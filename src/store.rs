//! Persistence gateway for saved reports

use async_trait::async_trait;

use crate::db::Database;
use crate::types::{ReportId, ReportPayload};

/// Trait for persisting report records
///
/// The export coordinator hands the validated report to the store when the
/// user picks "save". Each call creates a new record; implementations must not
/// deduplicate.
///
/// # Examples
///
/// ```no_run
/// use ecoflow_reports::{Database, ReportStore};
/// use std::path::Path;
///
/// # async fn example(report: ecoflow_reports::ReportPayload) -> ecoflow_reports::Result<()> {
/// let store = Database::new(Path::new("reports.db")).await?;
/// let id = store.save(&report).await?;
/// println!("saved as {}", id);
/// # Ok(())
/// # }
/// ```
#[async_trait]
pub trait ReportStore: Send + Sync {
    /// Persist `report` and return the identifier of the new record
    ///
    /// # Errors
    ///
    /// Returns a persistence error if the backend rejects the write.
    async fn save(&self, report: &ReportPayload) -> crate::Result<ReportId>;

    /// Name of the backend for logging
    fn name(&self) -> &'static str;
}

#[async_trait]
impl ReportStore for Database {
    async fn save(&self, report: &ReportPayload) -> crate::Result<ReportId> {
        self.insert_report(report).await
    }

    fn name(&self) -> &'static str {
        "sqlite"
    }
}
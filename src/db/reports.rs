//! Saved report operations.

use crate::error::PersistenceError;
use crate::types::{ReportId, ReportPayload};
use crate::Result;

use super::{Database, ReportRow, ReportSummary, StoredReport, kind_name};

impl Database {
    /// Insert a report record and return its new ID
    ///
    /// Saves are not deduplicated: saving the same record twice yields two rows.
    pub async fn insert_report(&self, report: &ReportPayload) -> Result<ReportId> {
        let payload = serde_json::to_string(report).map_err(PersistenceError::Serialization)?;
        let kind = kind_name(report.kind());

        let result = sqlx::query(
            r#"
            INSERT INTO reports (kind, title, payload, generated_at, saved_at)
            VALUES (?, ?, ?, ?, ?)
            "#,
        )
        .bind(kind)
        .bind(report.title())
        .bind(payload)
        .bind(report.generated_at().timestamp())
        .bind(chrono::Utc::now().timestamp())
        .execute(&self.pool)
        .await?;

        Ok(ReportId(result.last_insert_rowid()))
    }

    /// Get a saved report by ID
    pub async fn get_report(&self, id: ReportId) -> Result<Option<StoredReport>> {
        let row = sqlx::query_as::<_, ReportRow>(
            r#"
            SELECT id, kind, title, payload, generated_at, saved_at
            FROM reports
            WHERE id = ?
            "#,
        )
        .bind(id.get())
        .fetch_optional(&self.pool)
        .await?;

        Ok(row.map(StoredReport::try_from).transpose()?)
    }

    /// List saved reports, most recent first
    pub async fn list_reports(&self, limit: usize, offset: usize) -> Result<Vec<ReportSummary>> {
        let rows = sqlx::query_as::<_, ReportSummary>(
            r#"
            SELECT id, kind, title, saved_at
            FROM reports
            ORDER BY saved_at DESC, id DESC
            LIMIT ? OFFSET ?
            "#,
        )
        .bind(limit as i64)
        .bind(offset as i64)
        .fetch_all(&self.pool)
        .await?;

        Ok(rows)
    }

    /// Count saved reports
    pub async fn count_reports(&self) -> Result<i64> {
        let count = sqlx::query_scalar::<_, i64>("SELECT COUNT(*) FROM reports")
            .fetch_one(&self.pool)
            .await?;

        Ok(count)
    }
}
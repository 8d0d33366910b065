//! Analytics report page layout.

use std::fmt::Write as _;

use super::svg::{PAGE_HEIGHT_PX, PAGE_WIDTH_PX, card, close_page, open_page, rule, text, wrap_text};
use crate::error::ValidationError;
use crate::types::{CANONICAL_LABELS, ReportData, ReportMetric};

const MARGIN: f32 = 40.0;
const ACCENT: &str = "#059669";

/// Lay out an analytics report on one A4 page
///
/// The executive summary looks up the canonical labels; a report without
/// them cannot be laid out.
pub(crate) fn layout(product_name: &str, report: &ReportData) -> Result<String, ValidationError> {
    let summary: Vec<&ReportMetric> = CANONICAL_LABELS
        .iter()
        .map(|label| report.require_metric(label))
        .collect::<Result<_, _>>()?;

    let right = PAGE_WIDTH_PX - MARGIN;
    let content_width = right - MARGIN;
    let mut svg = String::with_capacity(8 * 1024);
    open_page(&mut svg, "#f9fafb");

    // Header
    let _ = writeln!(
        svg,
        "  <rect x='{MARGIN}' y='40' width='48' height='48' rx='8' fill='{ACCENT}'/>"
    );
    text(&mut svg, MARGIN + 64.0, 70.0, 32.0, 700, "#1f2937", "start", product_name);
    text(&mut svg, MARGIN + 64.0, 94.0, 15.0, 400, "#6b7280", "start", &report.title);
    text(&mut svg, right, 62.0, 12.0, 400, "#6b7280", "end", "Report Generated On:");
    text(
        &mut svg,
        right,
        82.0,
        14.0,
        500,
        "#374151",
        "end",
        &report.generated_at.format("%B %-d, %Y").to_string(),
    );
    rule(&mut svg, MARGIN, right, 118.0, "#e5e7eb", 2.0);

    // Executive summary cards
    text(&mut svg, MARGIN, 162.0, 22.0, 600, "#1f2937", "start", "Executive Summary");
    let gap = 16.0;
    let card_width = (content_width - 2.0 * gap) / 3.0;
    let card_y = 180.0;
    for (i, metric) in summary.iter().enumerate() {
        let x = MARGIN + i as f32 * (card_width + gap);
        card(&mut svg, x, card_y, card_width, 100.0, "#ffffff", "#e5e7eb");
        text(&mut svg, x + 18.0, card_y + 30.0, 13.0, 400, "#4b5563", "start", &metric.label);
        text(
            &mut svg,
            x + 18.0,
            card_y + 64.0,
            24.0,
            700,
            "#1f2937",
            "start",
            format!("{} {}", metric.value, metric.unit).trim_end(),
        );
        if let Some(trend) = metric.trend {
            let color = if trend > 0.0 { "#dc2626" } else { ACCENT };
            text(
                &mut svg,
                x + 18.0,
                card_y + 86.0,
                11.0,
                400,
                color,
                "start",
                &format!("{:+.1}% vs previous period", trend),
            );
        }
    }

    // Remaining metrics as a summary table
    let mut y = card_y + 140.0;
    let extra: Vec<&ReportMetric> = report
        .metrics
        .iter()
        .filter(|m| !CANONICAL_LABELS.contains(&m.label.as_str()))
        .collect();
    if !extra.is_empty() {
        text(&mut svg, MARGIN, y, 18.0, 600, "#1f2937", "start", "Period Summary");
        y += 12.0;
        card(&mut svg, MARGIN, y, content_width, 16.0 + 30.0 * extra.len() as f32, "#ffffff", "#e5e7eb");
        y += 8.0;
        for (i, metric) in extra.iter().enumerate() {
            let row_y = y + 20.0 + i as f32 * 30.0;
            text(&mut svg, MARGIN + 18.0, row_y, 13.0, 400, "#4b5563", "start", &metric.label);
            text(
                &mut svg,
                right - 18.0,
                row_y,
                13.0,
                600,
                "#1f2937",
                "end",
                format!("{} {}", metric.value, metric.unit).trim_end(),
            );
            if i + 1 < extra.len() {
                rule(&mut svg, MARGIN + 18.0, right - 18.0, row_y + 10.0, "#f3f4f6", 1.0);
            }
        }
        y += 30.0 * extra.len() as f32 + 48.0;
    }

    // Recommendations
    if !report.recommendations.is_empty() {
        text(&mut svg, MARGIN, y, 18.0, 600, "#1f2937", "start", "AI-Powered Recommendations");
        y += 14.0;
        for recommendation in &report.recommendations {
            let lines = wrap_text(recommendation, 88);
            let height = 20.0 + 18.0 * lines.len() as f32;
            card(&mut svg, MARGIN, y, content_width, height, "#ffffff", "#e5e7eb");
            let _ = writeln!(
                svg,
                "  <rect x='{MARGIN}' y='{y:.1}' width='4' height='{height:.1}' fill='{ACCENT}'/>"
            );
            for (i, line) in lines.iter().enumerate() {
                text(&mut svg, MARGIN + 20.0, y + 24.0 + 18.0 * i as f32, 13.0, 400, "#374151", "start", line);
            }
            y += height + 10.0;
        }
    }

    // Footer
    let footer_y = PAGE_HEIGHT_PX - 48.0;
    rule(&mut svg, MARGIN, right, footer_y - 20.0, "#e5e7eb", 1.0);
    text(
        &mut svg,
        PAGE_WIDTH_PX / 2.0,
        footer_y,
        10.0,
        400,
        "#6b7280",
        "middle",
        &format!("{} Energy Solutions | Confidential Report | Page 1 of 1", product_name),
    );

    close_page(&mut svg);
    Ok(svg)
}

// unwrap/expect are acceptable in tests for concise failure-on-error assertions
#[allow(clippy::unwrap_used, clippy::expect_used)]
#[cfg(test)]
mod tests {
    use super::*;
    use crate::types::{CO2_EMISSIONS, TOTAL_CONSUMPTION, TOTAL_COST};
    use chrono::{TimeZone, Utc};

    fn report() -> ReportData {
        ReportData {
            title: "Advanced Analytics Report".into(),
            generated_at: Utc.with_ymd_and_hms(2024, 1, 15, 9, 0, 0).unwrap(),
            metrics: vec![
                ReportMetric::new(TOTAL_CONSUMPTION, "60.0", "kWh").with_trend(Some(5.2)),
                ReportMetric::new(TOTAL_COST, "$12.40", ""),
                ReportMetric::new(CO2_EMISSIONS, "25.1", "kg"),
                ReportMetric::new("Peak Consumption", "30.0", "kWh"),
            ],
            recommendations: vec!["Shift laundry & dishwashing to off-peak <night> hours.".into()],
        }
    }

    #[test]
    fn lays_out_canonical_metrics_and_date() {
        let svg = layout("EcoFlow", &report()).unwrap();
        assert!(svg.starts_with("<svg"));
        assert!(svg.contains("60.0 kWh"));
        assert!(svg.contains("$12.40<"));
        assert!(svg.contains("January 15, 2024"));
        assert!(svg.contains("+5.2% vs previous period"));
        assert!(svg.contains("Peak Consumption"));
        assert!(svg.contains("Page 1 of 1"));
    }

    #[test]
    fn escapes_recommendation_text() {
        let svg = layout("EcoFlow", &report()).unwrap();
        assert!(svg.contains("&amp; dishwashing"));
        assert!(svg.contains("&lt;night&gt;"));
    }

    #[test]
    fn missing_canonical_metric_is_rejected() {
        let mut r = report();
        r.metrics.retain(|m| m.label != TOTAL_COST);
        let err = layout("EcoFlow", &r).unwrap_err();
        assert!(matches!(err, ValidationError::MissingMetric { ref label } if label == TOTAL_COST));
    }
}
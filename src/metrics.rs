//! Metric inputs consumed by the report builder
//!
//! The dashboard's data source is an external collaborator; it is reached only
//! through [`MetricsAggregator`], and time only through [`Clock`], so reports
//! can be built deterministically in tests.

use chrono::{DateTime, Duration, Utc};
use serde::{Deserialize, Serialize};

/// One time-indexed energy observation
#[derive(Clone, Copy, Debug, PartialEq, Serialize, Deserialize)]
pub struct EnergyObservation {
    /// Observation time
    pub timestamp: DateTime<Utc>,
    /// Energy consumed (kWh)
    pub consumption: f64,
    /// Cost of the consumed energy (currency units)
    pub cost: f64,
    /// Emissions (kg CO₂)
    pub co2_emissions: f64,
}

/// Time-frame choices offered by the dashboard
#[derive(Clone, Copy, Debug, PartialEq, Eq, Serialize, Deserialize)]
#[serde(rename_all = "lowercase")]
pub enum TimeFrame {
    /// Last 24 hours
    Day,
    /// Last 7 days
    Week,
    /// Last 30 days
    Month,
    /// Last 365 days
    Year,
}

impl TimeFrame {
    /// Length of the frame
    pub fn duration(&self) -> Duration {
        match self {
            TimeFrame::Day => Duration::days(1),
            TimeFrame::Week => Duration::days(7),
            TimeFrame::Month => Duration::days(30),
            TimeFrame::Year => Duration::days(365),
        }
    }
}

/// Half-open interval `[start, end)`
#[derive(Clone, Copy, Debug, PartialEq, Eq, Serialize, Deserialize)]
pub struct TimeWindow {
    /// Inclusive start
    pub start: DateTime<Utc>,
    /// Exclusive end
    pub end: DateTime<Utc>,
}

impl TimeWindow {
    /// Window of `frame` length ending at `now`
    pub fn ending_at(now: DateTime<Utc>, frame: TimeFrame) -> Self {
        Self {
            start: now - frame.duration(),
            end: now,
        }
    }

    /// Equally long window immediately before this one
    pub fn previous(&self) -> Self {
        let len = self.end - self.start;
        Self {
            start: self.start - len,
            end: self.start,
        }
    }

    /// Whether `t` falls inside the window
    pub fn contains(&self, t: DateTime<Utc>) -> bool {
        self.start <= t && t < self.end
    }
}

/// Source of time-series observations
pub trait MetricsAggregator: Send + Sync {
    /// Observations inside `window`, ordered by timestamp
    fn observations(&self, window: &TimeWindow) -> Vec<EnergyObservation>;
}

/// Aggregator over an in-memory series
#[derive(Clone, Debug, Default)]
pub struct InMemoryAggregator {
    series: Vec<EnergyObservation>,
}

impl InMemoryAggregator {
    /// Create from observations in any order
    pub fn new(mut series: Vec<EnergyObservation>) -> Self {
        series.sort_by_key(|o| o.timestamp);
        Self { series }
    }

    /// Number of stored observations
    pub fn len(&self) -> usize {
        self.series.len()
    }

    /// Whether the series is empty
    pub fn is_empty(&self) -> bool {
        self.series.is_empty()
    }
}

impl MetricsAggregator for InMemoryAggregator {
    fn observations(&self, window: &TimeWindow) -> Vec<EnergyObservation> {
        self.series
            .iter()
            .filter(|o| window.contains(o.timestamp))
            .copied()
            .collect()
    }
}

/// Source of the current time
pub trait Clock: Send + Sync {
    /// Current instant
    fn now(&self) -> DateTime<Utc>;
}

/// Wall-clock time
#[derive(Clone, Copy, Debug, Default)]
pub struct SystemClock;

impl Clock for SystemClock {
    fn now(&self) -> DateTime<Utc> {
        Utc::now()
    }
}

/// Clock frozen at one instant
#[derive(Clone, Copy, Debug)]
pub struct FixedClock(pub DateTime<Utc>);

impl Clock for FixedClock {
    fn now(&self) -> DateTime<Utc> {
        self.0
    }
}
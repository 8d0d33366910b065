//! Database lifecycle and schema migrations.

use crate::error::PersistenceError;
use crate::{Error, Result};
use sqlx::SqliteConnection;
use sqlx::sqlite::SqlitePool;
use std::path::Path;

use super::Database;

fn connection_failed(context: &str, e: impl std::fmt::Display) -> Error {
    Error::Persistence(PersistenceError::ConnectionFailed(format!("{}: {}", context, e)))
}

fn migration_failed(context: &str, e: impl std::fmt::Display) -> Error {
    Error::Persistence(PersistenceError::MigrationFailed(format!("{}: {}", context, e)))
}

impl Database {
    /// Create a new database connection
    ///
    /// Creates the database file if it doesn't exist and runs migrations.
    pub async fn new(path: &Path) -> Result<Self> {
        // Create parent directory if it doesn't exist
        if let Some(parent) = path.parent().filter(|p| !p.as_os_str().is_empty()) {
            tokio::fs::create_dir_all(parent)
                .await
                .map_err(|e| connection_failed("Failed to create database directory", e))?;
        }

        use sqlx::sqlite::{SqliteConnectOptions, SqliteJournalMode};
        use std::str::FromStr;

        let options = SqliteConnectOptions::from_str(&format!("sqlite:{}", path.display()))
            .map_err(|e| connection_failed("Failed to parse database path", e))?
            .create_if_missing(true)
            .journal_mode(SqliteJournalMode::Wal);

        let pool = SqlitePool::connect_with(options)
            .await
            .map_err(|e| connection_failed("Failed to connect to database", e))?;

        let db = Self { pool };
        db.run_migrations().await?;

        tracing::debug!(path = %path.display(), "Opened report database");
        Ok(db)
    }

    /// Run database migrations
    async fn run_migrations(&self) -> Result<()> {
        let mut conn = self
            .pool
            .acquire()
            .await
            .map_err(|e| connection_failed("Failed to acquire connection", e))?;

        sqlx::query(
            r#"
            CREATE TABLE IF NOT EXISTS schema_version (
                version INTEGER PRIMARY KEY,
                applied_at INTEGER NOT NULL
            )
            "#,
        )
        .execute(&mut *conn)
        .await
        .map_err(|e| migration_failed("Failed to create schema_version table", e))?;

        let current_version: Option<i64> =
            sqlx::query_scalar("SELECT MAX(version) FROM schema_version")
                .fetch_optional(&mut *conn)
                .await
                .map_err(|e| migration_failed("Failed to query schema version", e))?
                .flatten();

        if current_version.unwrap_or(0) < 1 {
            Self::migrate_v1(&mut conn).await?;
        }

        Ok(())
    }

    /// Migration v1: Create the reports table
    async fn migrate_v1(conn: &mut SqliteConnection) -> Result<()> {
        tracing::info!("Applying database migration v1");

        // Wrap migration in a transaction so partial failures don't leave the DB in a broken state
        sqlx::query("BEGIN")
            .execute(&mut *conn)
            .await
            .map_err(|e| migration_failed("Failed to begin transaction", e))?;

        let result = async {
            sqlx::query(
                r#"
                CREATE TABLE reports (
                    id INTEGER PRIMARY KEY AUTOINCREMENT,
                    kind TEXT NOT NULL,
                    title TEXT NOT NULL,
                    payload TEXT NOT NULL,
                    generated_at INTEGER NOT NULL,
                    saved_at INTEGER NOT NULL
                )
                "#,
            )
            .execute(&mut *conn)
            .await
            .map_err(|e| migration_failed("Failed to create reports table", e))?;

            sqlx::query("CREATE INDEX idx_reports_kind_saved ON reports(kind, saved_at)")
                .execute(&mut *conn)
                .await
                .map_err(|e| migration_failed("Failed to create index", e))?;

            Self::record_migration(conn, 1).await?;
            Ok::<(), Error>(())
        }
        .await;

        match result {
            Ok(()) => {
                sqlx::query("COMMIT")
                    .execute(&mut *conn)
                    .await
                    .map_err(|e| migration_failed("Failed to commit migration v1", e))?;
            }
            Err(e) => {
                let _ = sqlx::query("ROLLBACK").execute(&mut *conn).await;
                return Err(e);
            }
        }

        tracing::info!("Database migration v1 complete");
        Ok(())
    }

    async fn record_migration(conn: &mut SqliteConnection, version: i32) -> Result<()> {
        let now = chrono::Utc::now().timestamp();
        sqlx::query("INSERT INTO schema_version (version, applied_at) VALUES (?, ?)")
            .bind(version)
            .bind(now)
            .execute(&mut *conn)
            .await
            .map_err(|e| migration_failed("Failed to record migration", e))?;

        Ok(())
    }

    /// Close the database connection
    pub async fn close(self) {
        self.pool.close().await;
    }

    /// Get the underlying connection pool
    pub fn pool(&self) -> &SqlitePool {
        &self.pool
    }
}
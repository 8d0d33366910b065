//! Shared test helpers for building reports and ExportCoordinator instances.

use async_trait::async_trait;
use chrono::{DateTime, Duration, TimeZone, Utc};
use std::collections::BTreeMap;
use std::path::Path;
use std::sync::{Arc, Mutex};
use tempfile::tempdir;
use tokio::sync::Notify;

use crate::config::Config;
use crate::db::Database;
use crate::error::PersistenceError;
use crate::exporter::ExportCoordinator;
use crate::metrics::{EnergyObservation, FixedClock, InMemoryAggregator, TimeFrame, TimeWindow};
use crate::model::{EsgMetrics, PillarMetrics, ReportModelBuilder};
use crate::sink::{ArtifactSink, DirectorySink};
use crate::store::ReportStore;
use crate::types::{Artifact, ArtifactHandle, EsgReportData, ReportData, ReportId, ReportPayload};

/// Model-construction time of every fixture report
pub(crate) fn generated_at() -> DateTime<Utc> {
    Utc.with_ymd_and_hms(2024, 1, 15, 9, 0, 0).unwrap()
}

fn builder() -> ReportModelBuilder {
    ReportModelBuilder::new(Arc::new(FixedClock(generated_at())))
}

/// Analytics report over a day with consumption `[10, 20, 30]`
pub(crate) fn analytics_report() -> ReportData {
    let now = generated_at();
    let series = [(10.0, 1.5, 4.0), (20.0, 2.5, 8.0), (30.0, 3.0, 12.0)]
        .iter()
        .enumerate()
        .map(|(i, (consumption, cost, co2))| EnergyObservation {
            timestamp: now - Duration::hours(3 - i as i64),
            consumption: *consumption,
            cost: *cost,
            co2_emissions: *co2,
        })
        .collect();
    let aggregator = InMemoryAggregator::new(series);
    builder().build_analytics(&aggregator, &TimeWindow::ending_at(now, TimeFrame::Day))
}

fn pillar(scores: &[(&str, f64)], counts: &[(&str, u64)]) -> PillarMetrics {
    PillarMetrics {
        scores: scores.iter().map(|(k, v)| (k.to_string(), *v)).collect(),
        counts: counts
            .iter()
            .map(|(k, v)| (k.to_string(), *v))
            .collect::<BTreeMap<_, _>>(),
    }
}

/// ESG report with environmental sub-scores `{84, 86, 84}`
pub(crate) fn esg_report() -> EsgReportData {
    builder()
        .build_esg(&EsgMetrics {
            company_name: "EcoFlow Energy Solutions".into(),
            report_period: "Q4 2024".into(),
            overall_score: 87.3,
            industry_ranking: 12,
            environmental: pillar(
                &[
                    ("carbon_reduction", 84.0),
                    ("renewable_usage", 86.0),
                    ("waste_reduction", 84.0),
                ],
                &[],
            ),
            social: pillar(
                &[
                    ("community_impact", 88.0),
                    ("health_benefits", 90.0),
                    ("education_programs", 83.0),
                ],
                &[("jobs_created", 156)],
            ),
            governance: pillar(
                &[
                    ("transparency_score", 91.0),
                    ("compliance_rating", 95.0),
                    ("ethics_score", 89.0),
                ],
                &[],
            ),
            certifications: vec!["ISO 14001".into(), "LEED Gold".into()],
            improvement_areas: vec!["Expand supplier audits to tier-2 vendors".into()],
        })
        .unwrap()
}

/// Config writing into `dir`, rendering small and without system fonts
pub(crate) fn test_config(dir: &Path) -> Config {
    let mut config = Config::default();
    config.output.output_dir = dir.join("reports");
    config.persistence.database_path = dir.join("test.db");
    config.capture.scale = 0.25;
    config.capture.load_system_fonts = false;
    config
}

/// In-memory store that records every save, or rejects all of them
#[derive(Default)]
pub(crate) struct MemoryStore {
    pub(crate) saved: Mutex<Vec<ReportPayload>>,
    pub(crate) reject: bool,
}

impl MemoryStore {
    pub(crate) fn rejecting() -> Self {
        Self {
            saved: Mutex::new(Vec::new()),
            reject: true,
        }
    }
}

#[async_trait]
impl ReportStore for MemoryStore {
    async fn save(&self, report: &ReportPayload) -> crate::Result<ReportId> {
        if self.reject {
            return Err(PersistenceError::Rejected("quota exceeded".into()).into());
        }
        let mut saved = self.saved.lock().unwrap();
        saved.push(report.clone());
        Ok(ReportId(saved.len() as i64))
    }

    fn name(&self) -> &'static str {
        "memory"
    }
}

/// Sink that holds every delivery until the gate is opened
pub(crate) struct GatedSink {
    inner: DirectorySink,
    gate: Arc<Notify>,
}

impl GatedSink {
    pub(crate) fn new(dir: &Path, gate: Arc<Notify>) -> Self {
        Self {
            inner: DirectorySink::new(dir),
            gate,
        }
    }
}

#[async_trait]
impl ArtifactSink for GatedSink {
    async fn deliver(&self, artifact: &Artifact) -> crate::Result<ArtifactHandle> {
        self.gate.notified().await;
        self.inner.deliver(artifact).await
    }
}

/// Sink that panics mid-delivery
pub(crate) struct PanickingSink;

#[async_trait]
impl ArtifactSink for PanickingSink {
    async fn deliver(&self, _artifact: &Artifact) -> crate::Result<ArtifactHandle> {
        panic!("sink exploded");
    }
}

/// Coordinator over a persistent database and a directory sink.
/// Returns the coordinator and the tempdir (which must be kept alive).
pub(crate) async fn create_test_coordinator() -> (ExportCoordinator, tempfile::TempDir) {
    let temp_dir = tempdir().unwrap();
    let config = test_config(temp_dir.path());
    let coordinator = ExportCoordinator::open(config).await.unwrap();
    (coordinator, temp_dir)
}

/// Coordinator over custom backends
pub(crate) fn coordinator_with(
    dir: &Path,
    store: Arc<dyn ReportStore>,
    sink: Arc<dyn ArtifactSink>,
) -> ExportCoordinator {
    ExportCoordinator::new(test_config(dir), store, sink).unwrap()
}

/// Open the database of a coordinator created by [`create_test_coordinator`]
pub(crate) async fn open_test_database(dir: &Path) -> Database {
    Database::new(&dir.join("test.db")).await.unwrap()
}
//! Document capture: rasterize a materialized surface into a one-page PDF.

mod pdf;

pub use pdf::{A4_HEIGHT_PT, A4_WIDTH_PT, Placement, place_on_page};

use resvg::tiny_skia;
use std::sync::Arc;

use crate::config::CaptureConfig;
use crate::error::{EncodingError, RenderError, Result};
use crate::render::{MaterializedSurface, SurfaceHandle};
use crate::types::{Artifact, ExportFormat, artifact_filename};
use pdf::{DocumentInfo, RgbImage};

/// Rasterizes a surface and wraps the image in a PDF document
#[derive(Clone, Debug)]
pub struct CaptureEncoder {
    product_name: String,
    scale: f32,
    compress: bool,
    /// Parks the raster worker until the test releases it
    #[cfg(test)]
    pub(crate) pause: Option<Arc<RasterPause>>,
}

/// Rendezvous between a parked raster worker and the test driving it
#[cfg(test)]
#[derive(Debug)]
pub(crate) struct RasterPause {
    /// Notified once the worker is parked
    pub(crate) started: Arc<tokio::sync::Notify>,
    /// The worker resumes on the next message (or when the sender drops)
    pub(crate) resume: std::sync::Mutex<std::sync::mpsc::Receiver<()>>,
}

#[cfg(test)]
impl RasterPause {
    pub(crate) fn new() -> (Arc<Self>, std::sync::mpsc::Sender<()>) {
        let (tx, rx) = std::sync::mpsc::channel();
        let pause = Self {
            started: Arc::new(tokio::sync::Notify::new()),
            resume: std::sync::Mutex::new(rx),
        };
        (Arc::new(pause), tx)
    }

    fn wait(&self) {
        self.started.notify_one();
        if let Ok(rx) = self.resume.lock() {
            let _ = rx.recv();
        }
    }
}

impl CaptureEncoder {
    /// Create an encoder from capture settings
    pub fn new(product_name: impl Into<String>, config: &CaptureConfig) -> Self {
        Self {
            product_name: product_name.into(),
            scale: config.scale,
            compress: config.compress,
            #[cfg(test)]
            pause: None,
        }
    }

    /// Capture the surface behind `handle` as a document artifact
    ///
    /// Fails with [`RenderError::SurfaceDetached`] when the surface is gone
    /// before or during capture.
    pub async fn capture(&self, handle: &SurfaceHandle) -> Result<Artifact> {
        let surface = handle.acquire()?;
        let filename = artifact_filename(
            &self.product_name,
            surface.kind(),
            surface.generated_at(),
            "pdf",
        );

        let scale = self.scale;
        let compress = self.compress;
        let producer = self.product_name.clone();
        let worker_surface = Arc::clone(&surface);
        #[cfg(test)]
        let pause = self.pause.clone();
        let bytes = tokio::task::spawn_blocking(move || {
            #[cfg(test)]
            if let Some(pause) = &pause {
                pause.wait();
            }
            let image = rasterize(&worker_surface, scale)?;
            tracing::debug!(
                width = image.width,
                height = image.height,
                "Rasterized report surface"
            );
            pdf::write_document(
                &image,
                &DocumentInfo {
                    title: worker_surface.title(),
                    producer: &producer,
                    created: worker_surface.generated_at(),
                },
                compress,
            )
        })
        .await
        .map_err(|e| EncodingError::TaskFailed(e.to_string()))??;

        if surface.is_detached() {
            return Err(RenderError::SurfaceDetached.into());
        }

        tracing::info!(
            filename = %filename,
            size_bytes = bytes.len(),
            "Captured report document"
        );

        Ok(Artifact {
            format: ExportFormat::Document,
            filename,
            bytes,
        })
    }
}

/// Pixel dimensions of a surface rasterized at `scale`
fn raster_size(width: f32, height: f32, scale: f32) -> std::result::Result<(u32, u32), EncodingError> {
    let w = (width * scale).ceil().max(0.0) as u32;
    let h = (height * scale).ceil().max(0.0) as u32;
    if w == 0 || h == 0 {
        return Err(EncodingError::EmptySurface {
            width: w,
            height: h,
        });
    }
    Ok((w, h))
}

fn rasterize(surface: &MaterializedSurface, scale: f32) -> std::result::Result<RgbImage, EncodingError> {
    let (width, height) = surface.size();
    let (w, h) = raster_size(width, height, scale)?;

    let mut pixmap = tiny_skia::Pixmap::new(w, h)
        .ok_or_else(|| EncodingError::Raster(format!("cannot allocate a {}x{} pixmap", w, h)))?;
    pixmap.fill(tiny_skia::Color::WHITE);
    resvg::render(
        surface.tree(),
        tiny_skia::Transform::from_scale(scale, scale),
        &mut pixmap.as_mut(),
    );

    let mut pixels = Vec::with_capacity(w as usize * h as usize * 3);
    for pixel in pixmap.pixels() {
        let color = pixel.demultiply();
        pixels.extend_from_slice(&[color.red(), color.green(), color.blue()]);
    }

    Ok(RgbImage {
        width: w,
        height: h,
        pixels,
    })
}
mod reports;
——
> [EXERCISE PROMPT]
From the lines above, copy those that contain the word "RgbImage".

> [ANSWER TO THIS TASK]
use pdf::{DocumentInfo, RgbImage};
fn rasterize(surface: &MaterializedSurface, scale: f32) -> std::result::Result<RgbImage, EncodingError> {
    Ok(RgbImage {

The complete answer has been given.